El cementerio de San Rafael, estancia del confinamiento final, está cerrado a las visitas. En La Fuensanta no se ve ni un alma y el milagro del día será sobrevivir a este eterno domingo de coronavirus sin perder ni la razón ni, quien la tuviera, la fe. Para el futuro, apunte, si está interesado en comprar, que en Cerro Muriano se vende casa «con pinos centenarios». Razón: Lámparas La Milagrosa.

En los bloques grises, el cartel de la farmacia Coca Serrano interpela al viandante que quiera perder peso (muchos tras el encierro) e informa de que la primera consulta es gratuita, y un solitario, sentado junto a un parque precintado, se bebe una litrona. Al lado de una tintorería hay una ferretería abierta. Por si nos faltan los tornillos, pienso, mientras raja el silencio el sonido de un berbiquí. «¿Qué haces?» «Calderas, no oyes los golpes». Dos albañiles, que han bajado a estirar las piernas, se quitan las mascarillas para echar un pitillo. «En todos los trabajos se fuma», le dice uno a otro sin mucho más que añadir. Pasa el 7 vacío y se sube un hombre sin mascarilla. El 14, que va a Ciudad Sanitaria, va algo más concurrido.

Clara, la quiosquera de San Martín de Porres, el barrio donde muchos vecinos viven (aún más que el resto) atrapados sin ascensor, confiesa que son malos tiempos para la lírica, pero que seguirá al pie del cañón «hasta que el cuerpo aguante». Me pide que haga un homenaje a Paco y Juan de Dios, los dos lectores del periódico más fieles del barrio. ¡Va por ustedes, maestros!

A las puertas del centro cívico del Santuario, un cartel anuncia que El Barrio actúa en Córdoba el 2 de mayo, mientras la explanada que hay frente al colegio Cervantes se abre ante mí como el mismísimo Sahara. En mi recuerdo suena la sirena de los cacharritos de la Velá (ninoninoninonino). Los recreos --el de los Maristas o el del Fernán Pérez de Oliva-- están huérfanos de niños y de balonazos. En la asociación La Paz y Santa Victoria, donde Sandokán iba a jugar al dominó antes de su propio confinamiento, tampoco se oyen los fichazos. En el desierto no hay alegría, solo perros, que a ratos superan en número a las personas que van por la calle.

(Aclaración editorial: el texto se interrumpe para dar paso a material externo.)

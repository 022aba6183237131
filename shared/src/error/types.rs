//! Error types

use super::codes::ErrorCode;
use serde::{Deserialize, Serialize};
use serde_json::Value;
use std::collections::HashMap;
use thiserror::Error;

/// Application error with structured error code and details
///
/// 界面层只关心 `code` 和 `message`，`details` 用于日志和调试
#[derive(Debug, Clone, Error, Serialize, Deserialize)]
#[error("{message}")]
pub struct AppError {
    /// The error code identifying the type of error
    pub code: ErrorCode,
    /// Human-readable error message
    pub message: String,
    /// Optional additional details (field-level errors, context, etc.)
    #[serde(default, skip_serializing_if = "Option::is_none")]
    pub details: Option<HashMap<String, Value>>,
}

impl AppError {
    /// Create a new error with the default message for the error code
    pub fn new(code: ErrorCode) -> Self {
        Self {
            message: code.message().to_string(),
            code,
            details: None,
        }
    }

    /// Create a new error with a custom message
    pub fn with_message(code: ErrorCode, message: impl Into<String>) -> Self {
        Self {
            code,
            message: message.into(),
            details: None,
        }
    }

    /// Add a detail entry to this error
    pub fn with_detail(mut self, key: impl Into<String>, value: impl Into<Value>) -> Self {
        self.details
            .get_or_insert_with(HashMap::new)
            .insert(key.into(), value.into());
        self
    }

    // ==================== Convenience constructors ====================

    pub fn validation(msg: impl Into<String>) -> Self {
        Self::with_message(ErrorCode::ValidationFailed, msg)
    }

    pub fn not_found(resource: impl Into<String>) -> Self {
        let r = resource.into();
        Self::with_message(ErrorCode::NotFound, format!("{} not found", r))
            .with_detail("resource", r)
    }

    pub fn already_exists(resource: impl Into<String>) -> Self {
        let r = resource.into();
        Self::with_message(ErrorCode::AlreadyExists, format!("{} already exists", r))
            .with_detail("resource", r)
    }

    pub fn not_authenticated() -> Self {
        Self::new(ErrorCode::NotAuthenticated)
    }

    pub fn invalid_credentials() -> Self {
        Self::new(ErrorCode::InvalidCredentials)
    }

    pub fn permission_denied(msg: impl Into<String>) -> Self {
        Self::with_message(ErrorCode::PermissionDenied, msg)
    }

    pub fn invalid_request(msg: impl Into<String>) -> Self {
        Self::with_message(ErrorCode::InvalidRequest, msg)
    }

    pub fn internal(msg: impl Into<String>) -> Self {
        Self::with_message(ErrorCode::InternalError, msg)
    }

    pub fn database(msg: impl Into<String>) -> Self {
        Self::with_message(ErrorCode::DatabaseError, msg)
    }

    /// Concurrent modification detected, caller may retry
    pub fn conflict(msg: impl Into<String>) -> Self {
        Self::with_message(ErrorCode::TransactionConflict, msg)
    }

    pub fn timeout(msg: impl Into<String>) -> Self {
        Self::with_message(ErrorCode::TimeoutError, msg)
    }

    pub fn is_retryable(&self) -> bool {
        self.code.is_retryable()
    }
}

impl From<serde_json::Error> for AppError {
    fn from(err: serde_json::Error) -> Self {
        Self::with_message(ErrorCode::InvalidFormat, err.to_string())
    }
}

/// Result type alias using AppError
pub type AppResult<T> = Result<T, AppError>;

La rejas me han dejado entrever al caimán de la Fuensanta, que sigue allí pese a todo y, como si se obrara el milagro, por el Arcángel empiezo a intuir la vida, o lo que era la vida antes del coronavirus. Por el pequeño comercio y el Deza pululan hombres y mujeres en busca de víveres. Rosa, la pescadera, mantiene el ánimo alto. «Estaré aquí hasta que quieran mis clientes», dice mientras prepara pedidos telefónicos y limpia con lejía, el remedio más eficaz contra el coronavirus y el olor a pescado. El chorro de lejía más grande de la historia de este barrio era el que salía de la depuradora de la piscina de la Fuensanta hace 30 años, damos fe los que íbamos.

En el escaparate de Pilar Estilistas me he visto las canas. No sé qué haremos con ellas de aquí al fin del confinamiento. Pienso en mi peluquero, Rafa Calero, angustiado por el cierre de su establecimiento. «No te preocupes, --le digo--, cuando esto acabe iremos a verte en tropel».

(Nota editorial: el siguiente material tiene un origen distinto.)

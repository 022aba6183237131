//! Coupon allocator
//!
//! 柜台取号：每个租户（开启分类计数时再按订单类型）每天从 1 开始递增，
//! 超过上限回到 1。计数文档位于 `counterMeta/couponTracker[-{orderType}]`，
//! 读-改-写通过 [`DocumentStore::transact`] 完成，多终端并发取号不会重号。

use chrono::NaiveDate;
use serde_json::Value;
use shared::error::{AppError, AppResult, ErrorCode};
use shared::models::{CouponCounter, OrderType};
use std::fmt;
use std::sync::Arc;

use crate::store::{Collection, DocumentStore, StoreError, TenantScope};
use crate::utils::time::{format_date, parse_date};

/// Base document id of the coupon counter
pub const COUNTER_DOC: &str = "couponTracker";

/// Which counter a coupon is drawn from
///
/// `order_type = None` 为统一计数；分类计数时每种订单类型各一份。
#[derive(Debug, Clone, Copy, PartialEq, Eq, Hash)]
pub struct CounterKey {
    pub order_type: Option<OrderType>,
}

impl CounterKey {
    pub fn unified() -> Self {
        Self { order_type: None }
    }

    pub fn per_type(order_type: OrderType) -> Self {
        Self {
            order_type: Some(order_type),
        }
    }

    /// Build the key from the separate-tracking toggle
    pub fn for_order(order_type: OrderType, separate_tracking: bool) -> Self {
        if separate_tracking {
            Self::per_type(order_type)
        } else {
            Self::unified()
        }
    }

    pub fn doc_id(&self) -> String {
        match self.order_type {
            Some(t) => format!("{}-{}", COUNTER_DOC, t.key()),
            None => COUNTER_DOC.to_string(),
        }
    }
}

/// Allocated coupon number
#[derive(Debug, Clone, Copy, PartialEq, Eq)]
pub struct CouponNumber {
    pub number: u32,
    pub key: CounterKey,
}

impl CouponNumber {
    /// Display id: two digits, order-type prefix when tracked separately
    pub fn display(&self) -> String {
        match self.key.order_type {
            Some(t) => format!("{}{:02}", t.prefix(), self.number),
            None => format!("{:02}", self.number),
        }
    }
}

impl fmt::Display for CouponNumber {
    fn fmt(&self, f: &mut fmt::Formatter<'_>) -> fmt::Result {
        f.write_str(&self.display())
    }
}

/// Next number given the stored counter
///
/// - 无文档 / 文档损坏 / 日期不是今天 → 1
/// - 同一天 → `last + 1`，超过 `ceiling` 回到 1
pub fn next_number(current: Option<&CouponCounter>, today: NaiveDate, ceiling: u32) -> u32 {
    let Some(counter) = current else {
        return 1;
    };
    let same_day = parse_date(&counter.last_reset_date)
        .map(|d| d == today)
        .unwrap_or(false);
    if !same_day {
        return 1;
    }
    if counter.last_number >= ceiling {
        tracing::warn!(
            last_number = counter.last_number,
            ceiling,
            "Coupon counter wrapped"
        );
        return 1;
    }
    counter.last_number + 1
}

/// Coupon allocator over a document store
#[derive(Clone)]
pub struct CouponAllocator {
    store: Arc<dyn DocumentStore>,
    ceiling: u32,
}

impl CouponAllocator {
    pub fn new(store: Arc<dyn DocumentStore>, ceiling: u32) -> Self {
        Self {
            store,
            ceiling: ceiling.max(1),
        }
    }

    pub fn ceiling(&self) -> u32 {
        self.ceiling
    }

    /// Allocate the next coupon number for `today`
    pub async fn allocate(
        &self,
        scope: &TenantScope,
        today: NaiveDate,
        key: CounterKey,
    ) -> AppResult<CouponNumber> {
        let ceiling = self.ceiling;
        let today_str = format_date(today);
        let doc_id = key.doc_id();

        let written = self
            .store
            .transact(
                scope,
                Collection::CounterMeta,
                &doc_id,
                Arc::new(move |current: Option<Value>| {
                    // 损坏的计数文档按不存在处理
                    let counter = current.and_then(|v| serde_json::from_value::<CouponCounter>(v).ok());
                    let next = CouponCounter {
                        last_number: next_number(counter.as_ref(), today, ceiling),
                        last_reset_date: today_str.clone(),
                    };
                    serde_json::to_value(next).map_err(AppError::from)
                }),
            )
            .await
            .map_err(|e| {
                tracing::error!(tenant = %scope, counter = %doc_id, error = %e, "Coupon allocation failed");
                allocation_error(e)
            })?;

        let counter: CouponCounter = serde_json::from_value(written)?;
        let coupon = CouponNumber {
            number: counter.last_number,
            key,
        };
        tracing::debug!(tenant = %scope, coupon = %coupon, "Coupon allocated");
        Ok(coupon)
    }
}

fn allocation_error(err: StoreError) -> AppError {
    let cause = AppError::from(err);
    AppError::with_message(ErrorCode::CouponAllocationFailed, cause.message.clone())
        .with_detail("cause", cause.code.code())
}

#[cfg(test)]
mod tests {
    use super::*;
    use crate::store::{DocumentStoreExt, MemoryStore};

    fn date(s: &str) -> NaiveDate {
        parse_date(s).unwrap()
    }

    fn counter(last: u32, day: &str) -> CouponCounter {
        CouponCounter {
            last_number: last,
            last_reset_date: day.into(),
        }
    }

    #[test]
    fn test_next_number_rules() {
        let today = date("2026-10-19");
        assert_eq!(next_number(None, today, 100), 1);
        assert_eq!(next_number(Some(&counter(7, "2026-10-19")), today, 100), 8);
        assert_eq!(next_number(Some(&counter(7, "2026-10-18")), today, 100), 1);
        assert_eq!(next_number(Some(&counter(100, "2026-10-19")), today, 100), 1);
        assert_eq!(next_number(Some(&counter(3, "garbage")), today, 100), 1);
    }

    #[test]
    fn test_display() {
        let unified = CouponNumber {
            number: 1,
            key: CounterKey::unified(),
        };
        assert_eq!(unified.display(), "01");

        let parcel = CouponNumber {
            number: 12,
            key: CounterKey::per_type(OrderType::Parcel),
        };
        assert_eq!(parcel.to_string(), "P12");
    }

    #[test]
    fn test_doc_ids() {
        assert_eq!(CounterKey::unified().doc_id(), "couponTracker");
        assert_eq!(
            CounterKey::for_order(OrderType::SwiggyZomato, true).doc_id(),
            "couponTracker-Swiggy-Zomato"
        );
        assert_eq!(
            CounterKey::for_order(OrderType::Table, false).doc_id(),
            "couponTracker"
        );
    }

    #[tokio::test]
    async fn test_allocate_sequence_and_keys() {
        let store: Arc<dyn DocumentStore> = Arc::new(MemoryStore::new());
        let allocator = CouponAllocator::new(store.clone(), 100);
        let t = TenantScope::new("t1");
        let today = date("2026-10-19");

        let a = allocator.allocate(&t, today, CounterKey::unified()).await.unwrap();
        let b = allocator.allocate(&t, today, CounterKey::unified()).await.unwrap();
        assert_eq!((a.number, b.number), (1, 2));

        // 分类计数互不影响
        let p = allocator
            .allocate(&t, today, CounterKey::per_type(OrderType::Parcel))
            .await
            .unwrap();
        assert_eq!(p.display(), "P01");

        let stored = store
            .get_as::<CouponCounter>(&t, Collection::CounterMeta, COUNTER_DOC)
            .await
            .unwrap()
            .unwrap();
        assert_eq!(stored.data, counter(2, "2026-10-19"));
    }

    #[tokio::test]
    async fn test_malformed_counter_resets() {
        let store: Arc<dyn DocumentStore> = Arc::new(MemoryStore::new());
        let t = TenantScope::new("t1");
        store
            .set(&t, Collection::CounterMeta, COUNTER_DOC, serde_json::json!({"oops": true}))
            .await
            .unwrap();
        let allocator = CouponAllocator::new(store, 100);
        let n = allocator
            .allocate(&t, date("2026-10-19"), CounterKey::unified())
            .await
            .unwrap();
        assert_eq!(n.number, 1);
    }
}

Lucía, colega del gremio, me saluda desde el balcón y echamos unas risas. Cerca de su casa hay una tienda que vende marihuana (todo legal) y que ha dejado las luces encendidas. Una especie de faro en este barrio obrero y batallador que en los 80 superó otra epidemia muy dura: la de la heroína. En los parterres de los pisos de la calle Ceuta vi por primera vez a uno meterse un pico y aún siento cómo me temblaron las piernas. Menos mal que iba con las Nevado, que eran del barrio.

En la avenida de la Fuensanta, por encima de El rey de la fruta, hay un vecino que siempre tunea su terraza y nunca decepciona. Para la ocasión ha vestido a un maniquí de ingeniero de la central de Chernóbil. No le falta un perejil al tío. Zona cero, total.